Of course, keep documentation.

If it is appropriate for your dd I would encourage traditional martial arts training that teaches self-control, respect, as well as self-defense. It is excellent sensory and executive function exercise for 5 years and above.

ineedcoffeemom
by Brittaney on May. 16, 2017 at 7:47 PM
Encourage the mom of the child who got hurt to step forward. There shouldnt be confidentiality issues for her. If another child hurt my child Id have a right to know exactly how they planned on not letting it happen again.

Quoting marilyn623: Thank you. I seem to run into issues of confidentiality. The teachers and principal seem to talk around the issue, not name names, etc.

Quoting MamaLauri:

I would inform the teachers and since they are already aware, I would also inform the principal that this is happening regularly without effective intervention and you are concerned about your and other children (include pictures). I would ask what they are doing to insure this does not happen again and remind them they are legally responsible to provide a safe environment. If they fail to respond effectively, I would inform the school board and police of their failure.

Of course, keep documentation.

If it is appropriate for your dd I would encourage traditional martial arts training that teaches self-control, respect, as well as self-defense. It is excellent sensory and executive function exercise for 5 years and above.

MamaLauri
by Silver Member on May. 16, 2017 at 7:49 PM

That can part of the issue. So then the offending child has no fault because they are claiming no responsibility of the child through their protection of that child, then the teachers and staff are fully at fault. The wounds are real. You have the right to protect and demand protection of your child. They can not insist on protecting privacy of the assaulting child without physical protection of vulnerable children under their care. You can talk about events without names. So document the adults present. Let them know they are knowledgeable and protecting the assaulting child, therefore are fully responsible for each and every event.

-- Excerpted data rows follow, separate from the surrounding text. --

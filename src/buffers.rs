use bytes::{Buf, Bytes, BytesMut};
use parking_lot::{Condvar, Mutex};
use std::collections::VecDeque;
use std::time::{Duration, Instant};
use thiserror::Error;

/// Stored chunks never exceed this size, so partial consumption from the
/// front stays cheap regardless of how large the writes were.
const MAX_CHUNK_SIZE: usize = 64 * 1024;

#[derive(Debug, Error, PartialEq, Eq)]
pub enum BufferError {
    #[error("buffer of capacity {capacity} can never hold {size} bytes")]
    TooLarge { size: usize, capacity: usize },
    #[error("timed out waiting for buffer space")]
    Timeout,
}

/// FIFO byte buffer over a deque of chunks.
///
/// `put` appends, `get` peeks (optionally consuming) from the front, `cut`
/// consumes. Chunks share the underlying allocation of the `Bytes` handed in,
/// split to at most [`MAX_CHUNK_SIZE`].
#[derive(Default)]
pub struct StreamBuffer {
    chunks: VecDeque<Bytes>,
    size: usize,
}

impl StreamBuffer {
    pub fn new() -> StreamBuffer {
        StreamBuffer::default()
    }

    pub fn len(&self) -> usize {
        self.size
    }

    pub fn is_empty(&self) -> bool {
        self.size == 0
    }

    pub fn put(&mut self, data: impl Into<Bytes>) {
        let mut data = data.into();
        self.size += data.len();
        while data.len() > MAX_CHUNK_SIZE {
            self.chunks.push_back(data.split_to(MAX_CHUNK_SIZE));
        }
        if !data.is_empty() {
            self.chunks.push_back(data);
        }
    }

    /// Return up to `size` bytes from the front, consuming them iff `cut`.
    pub fn get(&mut self, size: usize, cut: bool) -> Bytes {
        let size = size.min(self.size);
        if size == 0 {
            return Bytes::new();
        }

        // single-chunk reads stay zero-copy
        if self.chunks[0].len() >= size {
            let result = self.chunks[0].slice(..size);
            if cut {
                self.advance(size);
            }
            return result;
        }

        let mut result = BytesMut::with_capacity(size);
        let mut remaining = size;
        for chunk in &self.chunks {
            let take = remaining.min(chunk.len());
            result.extend_from_slice(&chunk[..take]);
            remaining -= take;
            if remaining == 0 {
                break;
            }
        }
        if cut {
            self.advance(size);
        }
        result.freeze()
    }

    /// Discard `size` bytes from the front (saturating).
    pub fn cut(&mut self, size: usize) {
        self.advance(size.min(self.size));
    }

    fn advance(&mut self, mut size: usize) {
        self.size -= size;
        while size > 0 {
            let chunk = &mut self.chunks[0];
            if chunk.len() > size {
                chunk.advance(size);
                return;
            }
            size -= chunk.len();
            self.chunks.pop_front();
        }
    }
}

/// Size-capped [`StreamBuffer`] whose `put` blocks the calling thread until
/// the data fits or a timeout elapses.
///
/// This is a producer-side throttle for plain threads feeding data towards
/// the link loop. It must never be called from the loop task itself.
pub struct BoundedStreamBuffer {
    inner: Mutex<StreamBuffer>,
    space_freed: Condvar,
    capacity: usize,
}

impl BoundedStreamBuffer {
    pub fn new(capacity: usize) -> BoundedStreamBuffer {
        BoundedStreamBuffer {
            inner: Mutex::new(StreamBuffer::new()),
            space_freed: Condvar::new(),
            capacity,
        }
    }

    pub fn len(&self) -> usize {
        self.inner.lock().len()
    }

    pub fn is_empty(&self) -> bool {
        self.len() == 0
    }

    /// Append `data`, waiting up to `timeout` for enough free space.
    pub fn put(&self, data: impl Into<Bytes>, timeout: Duration) -> Result<(), BufferError> {
        let data = data.into();
        if data.len() > self.capacity {
            return Err(BufferError::TooLarge {
                size: data.len(),
                capacity: self.capacity,
            });
        }

        let deadline = Instant::now() + timeout;
        let mut inner = self.inner.lock();
        while inner.len() + data.len() > self.capacity {
            let remaining = deadline.saturating_duration_since(Instant::now());
            if remaining.is_zero() {
                return Err(BufferError::Timeout);
            }
            self.space_freed.wait_for(&mut inner, remaining);
        }
        inner.put(data);
        Ok(())
    }

    pub fn get(&self, size: usize, cut: bool) -> Bytes {
        let mut inner = self.inner.lock();
        let result = inner.get(size, cut);
        if cut {
            self.space_freed.notify_all();
        }
        result
    }

    pub fn cut(&self, size: usize) {
        self.inner.lock().cut(size);
        self.space_freed.notify_all();
    }
}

Quoting marilyn623: Thank you. I seem to run into issues of confidentiality. The teachers and principal seem to talk around the issue, not name names, etc.
Quoting MamaLauri:

I would inform the teachers and since they are already aware, I would also inform the principal that this is happening regularly without effective intervention and you are concerned about your and other children (include pictures). I would ask what they are doing to insure this does not happen again and remind them they are legally responsible to provide a safe environment. If they fail to respond effectively, I would inform the school board and police of their failure.

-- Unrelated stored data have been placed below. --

mod sqlite;

pub use sqlite::SqliteStorage;

use crate::message::Message;
#[cfg(test)]
use mockall::automock;
use parking_lot::Mutex;
use rustc_hash::FxHashMap;
use std::sync::Arc;
use thiserror::Error;

#[derive(Debug, Error)]
pub enum StorageError {
    #[error("sqlite: {0}")]
    Sqlite(#[from] rusqlite::Error),
    #[error("storage backend: {0}")]
    Backend(String),
}

/// Durability backend for [`QueuesManager`](crate::queues::QueuesManager):
/// persistent messages are written through on push, deleted on pop or
/// expiry, and re-read on startup. Items are keyed by their uuid, which is
/// unique across queues.
#[cfg_attr(test, automock)]
pub trait QueuesStorage: Send {
    /// Names of all queues that have stored items.
    fn get_queues(&mut self) -> Result<Vec<String>, StorageError>;

    /// All stored items of one queue, in the order they were pushed.
    fn get_items(&mut self, queue_name: &str) -> Result<Vec<Message>, StorageError>;

    fn push(&mut self, queue_name: &str, item: &Message) -> Result<(), StorageError>;

    fn delete_items(&mut self, items: &[Message]) -> Result<(), StorageError>;

    fn update_items_ttl(&mut self, items: &[Message]) -> Result<(), StorageError>;
}

/// Non-durable [`QueuesStorage`] keeping everything in process memory.
/// Clones share state, which is what makes restart scenarios testable:
/// build a fresh manager over a clone and the "disk" content is still there.
#[derive(Clone, Default)]
pub struct MemoryStorage {
    queues: Arc<Mutex<FxHashMap<String, Vec<Message>>>>,
}

impl MemoryStorage {
    pub fn new() -> MemoryStorage {
        MemoryStorage::default()
    }

    pub fn item_count(&self) -> usize {
        self.queues.lock().values().map(Vec::len).sum()
    }
}

impl QueuesStorage for MemoryStorage {
    fn get_queues(&mut self) -> Result<Vec<String>, StorageError> {
        Ok(self.queues.lock().keys().cloned().collect())
    }

    fn get_items(&mut self, queue_name: &str) -> Result<Vec<Message>, StorageError> {
        Ok(self.queues.lock().get(queue_name).cloned().unwrap_or_default())
    }

    fn push(&mut self, queue_name: &str, item: &Message) -> Result<(), StorageError> {
        self.queues
            .lock()
            .entry(queue_name.to_string())
            .or_default()
            .push(item.clone());
        Ok(())
    }

    fn delete_items(&mut self, items: &[Message]) -> Result<(), StorageError> {
        let mut queues = self.queues.lock();
        for stored in queues.values_mut() {
            stored.retain(|s| !items.iter().any(|i| i.uuid == s.uuid));
        }
        queues.retain(|_, stored| !stored.is_empty());
        Ok(())
    }

    fn update_items_ttl(&mut self, items: &[Message]) -> Result<(), StorageError> {
        let mut queues = self.queues.lock();
        for stored in queues.values_mut().flatten() {
            if let Some(item) = items.iter().find(|i| i.uuid == stored.uuid) {
                stored.ttl = item.ttl;
            }
        }
        Ok(())
    }
}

Of course, keep documentation.

If it is appropriate for your dd I would encourage traditional martial arts training that teaches self-control, respect, as well as self-defense. It is excellent sensory and executive function exercise for 5 years and above.


mamamedic69
by Bronze Member on May. 16, 2017 at 9:53 PM

You and the other mom need to voice your concerns to the administration. Everyone in the class should feel safe and if that one child is being violent then they need to revaluate where he really needs to be.

MixedCooke
by Group Admin on May. 17, 2017 at 1:34 AM

Considering it is my daughter that has slapped and kicked a para-ed, I think to some degree that they need to take responsibility in removing them from the situation that has caused the tantrum/meltdown, etc.  For example, my daughter has sensory processing disorder and things such as another child crying sets her off.  She isnt intentionally trying to be aggressive but trying to stop the sound from hurting her ears.  I am not excusing her behavior in any way though.

mrswillie
by Member on May. 17, 2017 at 7:45 AM
I would talk to the school, and possibly even get the other mother to go with you. Maybe you two can schedule a meeting and voice your concerns with all the adults in the class as well as the principal.
johnny4ever
by on May. 17, 2017 at 4:42 PM


Quoting mamamedic69:

You and the other mom need to voice your concerns to the administration. Everyone in the class should feel safe and if that one child is being violent then they need to revaluate where he really needs to be.

As a Para Ed. I totally agree with you.